* DATA SHOWN
- Opening Delimiter -

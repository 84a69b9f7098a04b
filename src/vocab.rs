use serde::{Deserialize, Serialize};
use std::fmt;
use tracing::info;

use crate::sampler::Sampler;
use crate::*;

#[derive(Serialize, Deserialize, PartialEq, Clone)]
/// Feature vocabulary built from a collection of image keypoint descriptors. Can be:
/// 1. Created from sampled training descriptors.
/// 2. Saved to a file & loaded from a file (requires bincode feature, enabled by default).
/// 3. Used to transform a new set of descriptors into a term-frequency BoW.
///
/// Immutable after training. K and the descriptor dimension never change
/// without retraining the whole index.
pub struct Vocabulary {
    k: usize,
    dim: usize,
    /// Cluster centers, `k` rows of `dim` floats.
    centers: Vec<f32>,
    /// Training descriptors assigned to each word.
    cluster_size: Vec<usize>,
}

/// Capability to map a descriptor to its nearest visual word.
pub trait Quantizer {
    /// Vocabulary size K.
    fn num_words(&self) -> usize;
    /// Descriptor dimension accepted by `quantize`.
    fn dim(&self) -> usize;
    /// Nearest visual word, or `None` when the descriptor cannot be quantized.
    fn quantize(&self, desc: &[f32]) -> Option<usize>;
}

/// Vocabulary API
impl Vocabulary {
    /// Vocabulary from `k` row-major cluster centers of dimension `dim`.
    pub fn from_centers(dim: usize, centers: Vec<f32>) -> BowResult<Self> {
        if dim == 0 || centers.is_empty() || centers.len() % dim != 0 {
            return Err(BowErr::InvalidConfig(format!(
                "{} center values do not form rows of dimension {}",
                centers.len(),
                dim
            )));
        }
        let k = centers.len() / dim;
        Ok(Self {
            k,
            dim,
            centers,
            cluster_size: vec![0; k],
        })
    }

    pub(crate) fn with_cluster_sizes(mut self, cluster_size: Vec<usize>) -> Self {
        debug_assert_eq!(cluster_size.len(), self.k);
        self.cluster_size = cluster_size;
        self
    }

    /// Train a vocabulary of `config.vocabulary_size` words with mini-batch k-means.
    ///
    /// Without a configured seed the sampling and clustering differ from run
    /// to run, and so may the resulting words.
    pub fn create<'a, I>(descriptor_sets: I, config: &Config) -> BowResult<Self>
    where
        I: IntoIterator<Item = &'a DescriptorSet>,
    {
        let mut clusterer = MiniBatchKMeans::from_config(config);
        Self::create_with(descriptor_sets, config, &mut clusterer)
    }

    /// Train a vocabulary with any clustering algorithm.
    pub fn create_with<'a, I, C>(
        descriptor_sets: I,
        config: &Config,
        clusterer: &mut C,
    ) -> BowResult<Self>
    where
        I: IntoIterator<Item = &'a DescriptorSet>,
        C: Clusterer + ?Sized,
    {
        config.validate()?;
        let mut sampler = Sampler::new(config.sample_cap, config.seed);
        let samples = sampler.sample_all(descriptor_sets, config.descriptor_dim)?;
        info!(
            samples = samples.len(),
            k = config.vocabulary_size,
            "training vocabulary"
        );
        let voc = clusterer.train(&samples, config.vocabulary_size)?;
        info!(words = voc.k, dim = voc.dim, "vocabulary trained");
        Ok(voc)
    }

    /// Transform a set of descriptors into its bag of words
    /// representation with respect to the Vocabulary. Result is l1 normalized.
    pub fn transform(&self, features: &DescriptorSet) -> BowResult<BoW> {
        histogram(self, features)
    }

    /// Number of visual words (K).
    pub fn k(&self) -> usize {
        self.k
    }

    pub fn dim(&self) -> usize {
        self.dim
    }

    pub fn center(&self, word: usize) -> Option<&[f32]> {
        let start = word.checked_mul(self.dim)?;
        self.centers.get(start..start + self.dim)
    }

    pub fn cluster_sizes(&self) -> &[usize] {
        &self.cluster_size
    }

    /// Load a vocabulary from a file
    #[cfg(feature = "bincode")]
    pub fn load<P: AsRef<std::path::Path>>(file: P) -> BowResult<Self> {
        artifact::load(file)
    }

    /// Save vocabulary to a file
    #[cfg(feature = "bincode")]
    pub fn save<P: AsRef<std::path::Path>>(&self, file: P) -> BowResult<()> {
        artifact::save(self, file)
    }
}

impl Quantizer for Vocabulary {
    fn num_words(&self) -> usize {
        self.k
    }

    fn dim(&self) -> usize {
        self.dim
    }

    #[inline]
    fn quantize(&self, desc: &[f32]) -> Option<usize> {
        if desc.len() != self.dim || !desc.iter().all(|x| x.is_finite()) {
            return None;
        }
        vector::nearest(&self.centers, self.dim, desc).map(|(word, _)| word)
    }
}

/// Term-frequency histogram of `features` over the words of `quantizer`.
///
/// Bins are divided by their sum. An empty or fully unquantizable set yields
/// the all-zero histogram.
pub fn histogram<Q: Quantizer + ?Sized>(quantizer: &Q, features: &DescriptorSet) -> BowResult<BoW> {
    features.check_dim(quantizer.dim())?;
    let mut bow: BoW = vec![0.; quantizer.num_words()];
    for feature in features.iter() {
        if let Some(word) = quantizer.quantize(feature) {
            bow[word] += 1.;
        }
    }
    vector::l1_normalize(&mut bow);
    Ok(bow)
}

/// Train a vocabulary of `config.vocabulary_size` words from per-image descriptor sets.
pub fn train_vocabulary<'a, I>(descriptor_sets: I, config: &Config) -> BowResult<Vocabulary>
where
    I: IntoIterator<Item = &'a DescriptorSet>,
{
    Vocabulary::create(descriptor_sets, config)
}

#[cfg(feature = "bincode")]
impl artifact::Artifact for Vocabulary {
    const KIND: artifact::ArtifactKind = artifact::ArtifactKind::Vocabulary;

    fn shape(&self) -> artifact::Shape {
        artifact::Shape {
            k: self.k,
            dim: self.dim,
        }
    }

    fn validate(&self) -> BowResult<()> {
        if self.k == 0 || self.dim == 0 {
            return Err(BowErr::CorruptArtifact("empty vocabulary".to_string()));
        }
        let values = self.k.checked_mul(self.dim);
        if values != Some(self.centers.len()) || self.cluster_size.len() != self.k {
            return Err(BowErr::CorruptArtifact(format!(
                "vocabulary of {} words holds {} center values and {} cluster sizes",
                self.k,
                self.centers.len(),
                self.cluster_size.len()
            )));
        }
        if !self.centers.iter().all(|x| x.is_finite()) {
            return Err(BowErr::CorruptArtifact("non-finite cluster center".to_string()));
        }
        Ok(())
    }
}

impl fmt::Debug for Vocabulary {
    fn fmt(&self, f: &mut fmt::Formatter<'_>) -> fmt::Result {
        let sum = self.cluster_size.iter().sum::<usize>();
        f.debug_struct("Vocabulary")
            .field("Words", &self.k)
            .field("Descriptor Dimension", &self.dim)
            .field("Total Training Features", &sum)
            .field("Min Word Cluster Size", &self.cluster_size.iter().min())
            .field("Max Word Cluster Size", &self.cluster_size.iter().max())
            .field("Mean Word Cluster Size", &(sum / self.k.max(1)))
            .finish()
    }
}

- Closing Delimiter -

* EXERCISE REQUIREMENTS
Would you show each line of the material above that contains the string "sampler"?

* ANSWER
use crate::sampler::Sampler;
        let mut sampler = Sampler::new(config.sample_cap, config.seed);
        let samples = sampler.sample_all(descriptor_sets, config.descriptor_dim)?;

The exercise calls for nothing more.